As we are bombarded with news of COVID-19 deaths, the rising unemployment and the latest attack on Capital Hill - many of us wonder how this can happen and why do some people not care?

More and more we are hearing stories from the frontline, from the unemployment line, from lines at food-banks and, from homes where seniors live. We are hearing about policies that thoughtlessly harm others and we ask - didn’t they even think about these people’s lives?

After living through 2020 – and face it, 2020 might just be a prologue to the book  “The Horrors of 2021” - we will never be the same and I suspect that what we want to read is forever changed. 

Literature changes because readers change. 

When I was a child, I would often rummage through my father’s extensive library. I remember some old books, where the room would be meticulously described, from the sun dappled curtains to the chair with slightly worn arms. These descriptions would often be a page long. I remember wondering if I was simply less observant than most people or if these descriptions were simply overdone. Being a curious child, I watched my friends and family carefully. I decided that none of them spent enough time observing to be able to write a page of details and that the people in these books had a different life, were different people or the author just made up stuff. I would still read some of those books but with a stern skim over the sun dappled this, the intricate patterns of that and any other such useless info. 

There are many takes on the immense suffering we have seen in 2020, but I suspect many readers will be drawn to different writers. Just as none of us have patience for a page long descriptions as characters enter a room, I believe we will have less patience for characters who wander the world doing things, noticing things but failing to empathize with people. Let’s face it, Sherlock Holmes was delightful, but who is going to write a book today where the characters notice the hair, that came from a rare species of cat, owned by only two families in the city, coupled with a smudge of brown dust from a particular type of stone, found in the statues of lions that sit by the doorway of one of those families? Yep. No one. Most of us read it, but we don’t write like that anymore. 

I think that many readers who have lived through this year - and the worse year that is coming - will demand characters with empathy. Not sympathy, but empathy. 

The definition of empathy is: the action of understanding, being aware of, being sensitive to, and vicariously experiencing the feelings, thoughts, and experience of another of either the past or present without having the feelings, thoughts, and experience fully communicated in an objectively explicit manner.

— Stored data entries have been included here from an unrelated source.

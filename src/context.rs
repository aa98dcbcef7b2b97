//! Namespace context: owns one or two device descriptors, the variable
//! store, and the process-level lock, and drives the open/load/store/
//! close lifecycle.
//!
//! Grounded in U-Boot's `libuboot_open`/`libuboot_load`/
//! `libuboot_env_store`/`libuboot_close`; the advisory lock uses
//! `nix::fcntl::Flock`, the same API `libipam`'s own disk-backed lock
//! file uses.

use std::fs::OpenOptions;
use std::os::unix::fs::OpenOptionsExt;
use std::path::PathBuf;

use log::{debug, trace, warn};
use nix::fcntl::{Flock, FlockArg};

use crate::codec;
use crate::device::{self, DeviceDescriptor};
use crate::error::{EnvError, Result};
use crate::flags;
use crate::redundancy::{self, FlagPolicy, Selection};
use crate::store::{VarEntry, VarStore};

pub const DEFAULT_LOCKFILE: &str = "/var/lock/fw_printenv.lock";

/// Current lifecycle state of a [`Context`].
#[derive(Debug, Clone, Copy, PartialEq, Eq)]
pub enum State {
    Configured,
    Open,
    Closed,
}

/// A named environment namespace: configuration plus, once open, the
/// loaded store and the held lock.
pub struct Context {
    pub name: String,
    pub size: u64,
    pub lockfile: PathBuf,
    pub devices: Vec<DeviceDescriptor>,
    pub write_allowlist: Option<Vec<VarEntry>>,

    state: State,
    valid: bool,
    current: usize,
    /// Generation flag byte of the currently selected copy, tracked so the
    /// next `store_env` can derive a correctly incremented (and
    /// 0xFF/0x00-wrapping) value rather than a fixed constant.
    current_flag: u8,
    store: VarStore,
    lock: Option<Flock<std::fs::File>>,
}

impl Context {
    pub fn new(name: impl Into<String>, size: u64, devices: Vec<DeviceDescriptor>) -> Self {
        Context {
            name: name.into(),
            size,
            lockfile: PathBuf::from(DEFAULT_LOCKFILE),
            devices,
            write_allowlist: None,
            state: State::Configured,
            valid: false,
            current: 0,
            current_flag: 0,
            store: VarStore::new(),
            lock: None,
        }
    }

    pub fn is_redundant(&self) -> bool {
        self.devices.len() == 2
    }

    pub fn is_valid(&self) -> bool {
        self.valid
    }

    pub fn state(&self) -> State {
        self.state
    }

    fn flag_policy(&self) -> FlagPolicy {
        self.devices[0].flag_policy.unwrap_or(FlagPolicy::Incremental)
    }

    /// Acquire the namespace lock and load both copies, selecting the
    /// current one. Re-opening a previously closed context is legal.
    ///
    /// Returns [`EnvError::NoData`] when no copy passed CRC verification;
    /// the lock is still held and the context is still `Open` in that
    /// case, so a caller can seed defaults via [`crate::importer::load_file`]
    /// and call [`Context::store_env`] in response.
    pub fn open(&mut self) -> Result<()> {
        let file = OpenOptions::new()
            .write(true)
            .create(true)
            .truncate(true)
            .mode(0o666)
            .open(&self.lockfile)
            .map_err(|e| EnvError::Busy(format!("cannot create lock file: {}", e)))?;

        let lock = Flock::lock(file, FlockArg::LockExclusive)
            .map_err(|(_, e)| EnvError::Io(std::io::Error::from(e)))?;
        self.lock = Some(lock);

        self.load()?;
        self.state = State::Open;

        // Matching `libuboot_open`'s `-ENODATA` return: the context is
        // still open (lock held, ready for `load_file` + `store`) even
        // though the load itself is reported as a failure to the caller.
        if !self.valid {
            return Err(EnvError::NoData);
        }
        Ok(())
    }

    fn load(&mut self) -> Result<()> {
        self.valid = false;
        self.store = VarStore::new();

        let redundant = self.is_redundant();
        let decoded: Vec<_> = self
            .devices
            .iter()
            .map(|dev| device::read_copy(dev).and_then(|raw| codec::decode(&raw, redundant)))
            .collect::<Result<Vec<_>>>()?;

        let selection = if redundant {
            let crc_ok = [decoded[0].crc_ok, decoded[1].crc_ok];
            let flag = [decoded[0].flag.unwrap_or(0), decoded[1].flag.unwrap_or(0)];
            redundancy::select_redundant(crc_ok, flag, self.flag_policy())
        } else {
            redundancy::select_single(decoded[0].crc_ok)
        };

        debug!(
            "namespace '{}': selected copy {} (valid={})",
            self.name, selection.current, selection.valid
        );

        self.apply_selection(selection, &decoded)?;
        Ok(())
    }

    fn apply_selection(&mut self, selection: Selection, decoded: &[codec::DecodedBlock]) -> Result<()> {
        self.current = selection.current;
        self.valid = selection.valid;
        if !selection.valid {
            warn!("namespace '{}': no copy passed CRC verification", self.name);
            return Ok(());
        }

        let block = &decoded[selection.current];
        self.current_flag = block.flag.unwrap_or(0);
        let mut flags_value: Option<String> = None;
        for (name, value) in &block.records {
            if name == ".flags" {
                flags_value = Some(value.clone());
                continue;
            }
            self.store.insert_raw(VarEntry {
                name: name.clone(),
                value: value.clone(),
                data_type: Default::default(),
                access: Default::default(),
                range: Default::default(),
            });
        }
        if let Some(value) = &flags_value {
            trace!("namespace '{}': .flags = {}", self.name, value);
            flags::apply_flags_record(&mut self.store, value);
        }
        Ok(())
    }

    pub fn get(&self, name: &str) -> Option<String> {
        self.store.get(name)
    }

    pub fn iter(&self) -> impl Iterator<Item = &VarEntry> {
        self.store.iter()
    }

    /// Set (or, with `value = None`, remove) a variable, honoring the
    /// write-allowlist when one is configured.
    pub fn set(&mut self, name: &str, value: Option<&str>) -> Result<()> {
        let validator = self.resolve_validator(name)?;
        self.store.set(name, value, validator.as_ref())
    }

    fn resolve_validator(&self, name: &str) -> Result<Option<VarEntry>> {
        match &self.write_allowlist {
            None => Ok(None),
            Some(list) => list
                .iter()
                .find(|entry| entry.name == name)
                .cloned()
                .map(Some)
                .ok_or_else(|| {
                    EnvError::PermissionDenied(format!(
                        "'{}' is not present in the write-allowlist",
                        name
                    ))
                }),
        }
    }

    /// Serialize the store, write it to the inactive copy, obsolete the
    /// old copy (boolean policy only), and flip `current`.
    pub fn store_env(&mut self) -> Result<()> {
        let target = if self.is_redundant() {
            redundancy::write_target(self.current)
        } else {
            0
        };

        let flag_byte = if self.is_redundant() {
            Some(next_generation_byte(self.flag_policy(), self.current_flag))
        } else {
            None
        };

        let encoded = codec::encode(&self.store, self.size as usize, flag_byte)?;
        device::write_copy(&self.devices[target], &encoded)?;

        if self.is_redundant() && self.flag_policy() == FlagPolicy::Boolean {
            device::write_obsolete_flag(&self.devices[self.current], 4)?;
        }

        self.current = target;
        self.valid = true;
        if let Some(flag) = flag_byte {
            self.current_flag = flag;
        }
        debug!("namespace '{}': stored to copy {}", self.name, target);
        Ok(())
    }

    /// Release the lock, empty the store, and clear validity. The
    /// configuration (devices, size, allowlist) is preserved, so the
    /// context can legally be reopened.
    pub fn close(&mut self) {
        self.valid = false;
        self.store = VarStore::new();
        self.lock = None; // Flock::unlock on drop
        self.state = State::Closed;
    }
}

/// The flag byte to stamp on the copy about to be written. Boolean policy
/// (NOR) only distinguishes "obsolete" (0xFF) from "active" and is happy
/// with any fixed active value; incremental policy must move strictly
/// forward, wrapping 0xFF back to 0x00, for the selector's `flag[0] >=
/// flag[1]` comparison to keep picking the copy just written.
fn next_generation_byte(policy: FlagPolicy, current_flag: u8) -> u8 {
    match policy {
        FlagPolicy::Boolean => 0x01,
        FlagPolicy::Incremental => current_flag.wrapping_add(1),
    }
}

/// The collection of namespaces produced by [`crate::config::read_config`],
/// standing in for U-Boot's `ctxlist` array that every `uboot_ctx` keeps a
/// pointer back to. `get_namespace` is the only operation the C API
/// exposes over it.
#[derive(Default)]
pub struct NamespaceSet {
    contexts: Vec<Context>,
}

impl NamespaceSet {
    pub fn new(contexts: Vec<Context>) -> Self {
        NamespaceSet { contexts }
    }

    /// Look up a namespace by name.
    pub fn get_namespace(&self, name: &str) -> Option<&Context> {
        self.contexts.iter().find(|ctx| ctx.name == name)
    }

    /// Mutable lookup, for `open`/`set`/`store` against a chosen namespace.
    pub fn get_namespace_mut(&mut self, name: &str) -> Option<&mut Context> {
        self.contexts.iter_mut().find(|ctx| ctx.name == name)
    }

    /// The first configured namespace, used when a caller has no explicit
    /// `-m` option and no device-tree hint resolved to a name.
    pub fn default_namespace_mut(&mut self) -> Option<&mut Context> {
        self.contexts.first_mut()
    }

    pub fn len(&self) -> usize {
        self.contexts.len()
    }

    pub fn is_empty(&self) -> bool {
        self.contexts.is_empty()
    }

    pub fn iter(&self) -> impl Iterator<Item = &Context> {
        self.contexts.iter()
    }

    /// Release a namespace's name and lock-file path from this collection
    /// entirely, matching `libuboot_exit`'s walk over `ctxlist`. The
    /// context must already be closed; its lock, if still held, is
    /// released as this `Context` is dropped. Returns `true` if a
    /// namespace with this name was found and removed.
    pub fn dispose(&mut self, name: &str) -> bool {
        let before = self.contexts.len();
        self.contexts.retain(|ctx| ctx.name != name);
        self.contexts.len() != before
    }
}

This stands in contrast to sympathy defined as: sympathy implies sharing (or having the capacity to share) the feelings of another, while empathy tends to be used to mean imagining, or having the capacity to imagine, feelings that one does not actually have.

If 2020 has made many of us yearn for anything, it is for people who have empathy and can imagine and feel what someone else is feeling - without having to be explicitly told and without having to have felt it themselves. Why? Because we are not all 90-year-old women, living alone in a care home, unable to see anyone. We are not all a single mother, with children to feed but with no money to feed them after we lost our job. We are not all ICU doctors, struggling to cope with losing patient after patient nor are we those who have to transport body after body to refrigerated trucks. We are not any of these people but we want someone, any one, to care about these people and tell us about them. 

What about sympathy – understanding the feelings that we actually have? This feels a little self-centred and, these days more than ever, the self-centred are at best unpopular and at worst, the villains of 2020: from anti-maskers to those who care only about staying in power.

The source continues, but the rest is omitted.